How to determine the starting date for the three-year period
When determining the starting date of the three consecutive years used to calculate the high-3 average salary, consider the following:
Step 1- The Office of Personnel Management (OPM) uses a 30-day pay period for every month of the year.
Step 2: If the retirement day is any date of the month other than the last date of the month, add one to the day of the month. However, if the employee retires on the last day of the month, you won't be required to add one to the day.
Once you have determined the retirement date, deduct 3 years 0 months and 0 days from the retirement date to know the starting date of the three-year period.

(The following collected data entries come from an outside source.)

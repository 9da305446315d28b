// Screen-space primitives shared by the desktop surface, drag controller and dialogs

use serde::{Deserialize, Serialize};

/// A point in CSS pixels, origin at the top-left of the viewport
#[derive(Debug, Clone, Copy, Default, PartialEq, Serialize, Deserialize)]
pub struct Point {
    pub x: f64,
    pub y: f64,
}

impl Point {
    pub fn new(x: f64, y: f64) -> Self {
        Self { x, y }
    }

    /// Vector from `other` to `self`
    pub fn delta_from(&self, other: Point) -> (f64, f64) {
        (self.x - other.x, self.y - other.y)
    }

    pub fn translate(&mut self, dx: f64, dy: f64) {
        self.x += dx;
        self.y += dy;
    }
}

#[derive(Debug, Clone, Copy, Default, PartialEq, Serialize, Deserialize)]
pub struct Size {
    pub width: f64,
    pub height: f64,
}

impl Size {
    pub fn new(width: f64, height: f64) -> Self {
        Self { width, height }
    }

    pub fn area(&self) -> f64 {
        self.width * self.height
    }
}

/// Represents a spatial rectangle for positioning elements
#[derive(Debug, Clone, Copy, Default, PartialEq, Serialize, Deserialize)]
pub struct Rect {
    pub x: f64,
    pub y: f64,
    pub width: f64,
    pub height: f64,
}

impl Rect {
    pub fn from_size(size: Size) -> Self {
        Self {
            x: 0.0,
            y: 0.0,
            width: size.width,
            height: size.height,
        }
    }

    /// Origin that puts an element of `size` in the middle of this rectangle.
    /// Elements larger than the rectangle end up with a negative offset.
    pub fn centered_origin(&self, size: Size) -> Point {
        Point::new(
            self.x + (self.width - size.width) / 2.0,
            self.y + (self.height - size.height) / 2.0,
        )
    }

    /// Clamp an element origin so the element stays inside this rectangle.
    /// When the element is larger than the rectangle its top-left edge wins.
    pub fn clamp_origin(&self, origin: Point, size: Size) -> Point {
        let max_x = (self.x + self.width - size.width).max(self.x);
        let max_y = (self.y + self.height - size.height).max(self.y);
        Point::new(origin.x.clamp(self.x, max_x), origin.y.clamp(self.y, max_y))
    }
}
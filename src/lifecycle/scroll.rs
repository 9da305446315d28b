/// Page scroll lock, tied to the number of open dialogs rather than to any
/// single open or close
#[derive(Debug, Default)]
pub struct ScrollLock {
    engaged: bool,
}

impl ScrollLock {
    pub fn is_engaged(&self) -> bool {
        self.engaged
    }

    /// Reconcile with the current open-dialog count. Returns the new state
    /// when it changed, `None` otherwise.
    pub fn sync(&mut self, open_dialogs: usize) -> Option<bool> {
        let want = open_dialogs > 0;
        if want == self.engaged {
            return None;
        }
        self.engaged = want;
        Some(want)
    }
}
use std::path::PathBuf;

use serde::{Serialize, Serializer};
use thiserror::Error;

/// Failure to produce the text body of an inline dialog.
///
/// Never returned to callers of the shell: the lifecycle controller renders it
/// into the dialog's content region.
#[derive(Debug, Error)]
pub enum LoadError {
    #[error("invalid resource locator '{locator}': {reason}")]
    InvalidLocator { locator: String, reason: String },

    #[error("request failed: {0}")]
    Request(#[from] reqwest::Error),

    #[error("HTTP error: {0}")]
    Status(u16),
}

#[derive(Debug, Error)]
pub enum ConfigError {
    #[error("failed to read config file {path:?}: {source}")]
    Read {
        path: PathBuf,
        #[source]
        source: std::io::Error,
    },

    #[error("failed to parse config file: {0}")]
    Parse(#[from] toml::de::Error),

    #[error("invalid configuration: {0}")]
    Invalid(String),
}

#[derive(Debug, Error)]
pub enum PrefsError {
    #[error("preference file {path:?}: {source}")]
    Io {
        path: PathBuf,
        #[source]
        source: std::io::Error,
    },

    #[error("failed to encode preferences: {0}")]
    Encode(#[from] serde_json::Error),
}

/// Errors surfaced to the host through the command layer.
#[derive(Debug, Error)]
pub enum DesktopError {
    #[error("shortcut '{0}' is not registered on the desktop")]
    UnknownIcon(String),

    #[error("desktop state lock poisoned: {0}")]
    StatePoisoned(String),

    #[error(transparent)]
    Prefs(#[from] PrefsError),
}

impl<T> From<std::sync::PoisonError<T>> for DesktopError {
    fn from(err: std::sync::PoisonError<T>) -> Self {
        DesktopError::StatePoisoned(err.to_string())
    }
}

// Commands hand errors to the web view as plain strings
impl Serialize for DesktopError {
    fn serialize<S>(&self, serializer: S) -> Result<S::Ok, S::Error>
    where
        S: Serializer,
    {
        serializer.serialize_str(&self.to_string())
    }
}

For example, if John’s retirement date is March 1, 2022, add one to the retirement day so that the date of retirement becomes March 2. Then, deduct 3 years, 0 months, and 0 days to get the starting date of the three-year period. Hence, the beginning date will be March 2, 2019. The high-3 period will run from March 2, 2019 to March 1, 2022.
If the employee had the highest pay during a prior three-year period, that period should be used. For example, using the above example, if John had the highest three years of salary between 2018 and 2021, the high-3 average period will run from March 2, 2018, to March 1, 2021.
How to calculate your high-3 for federal retirement
When calculating high-3 for the federal government, you should consider whether you worked under FERS, CSRS, or other government programs.
If you spent the entire career under FERS, the FERS annuity is calculated as follows:
- Younger than 62 at retirement or above 62 with less than 20 years of service- Your annuity is computed as 1% of your high-3 average salary for each year of service.
- Age 62 or older at retirement with more than 20 years of service- your annuity is calculated as 1.1% of your high-3 salary for each year of service.
If you spent at least five years in CSRS or social security before moving into the FERS system, your annuity will have a FERS and CSRS component.
- Younger than 62 at retirement or 62 or older with less than 62 years of service- Your annuity is 1% of your high-3 average salary for each year of service.
- Age 62 or older at retirement with more than 20 years of service: Your annuity is computed as 1.1% of your high-3 average salary for each year of service.
- At least 5 years of CSRS service- Your annuity is 1.5% of your high-3 average salary for each year of service.
- Second 5 years of CSRS service-Your annuity is 1.75% of your high-3 average salary for each year of service.
- More than 10 years of CSRS service- Your annuity is 2% of your high-3 average salary for each year of service.
Types of pay included/excluded in high-3 average salary
When calculating your high-3 average salary, there are certain types of pay that are considered for federal employees. The types of pay considered include regular pay from employment, local pay, premium pay for standby pay, and law enforcement availability pay.
However, there are certain types of pay that are excluded when calculating the high-3 average salary. They include lump-sum payment for accrued annual leave, bonuses, overtime pay, travel allowances, and recruiting or retention bonuses.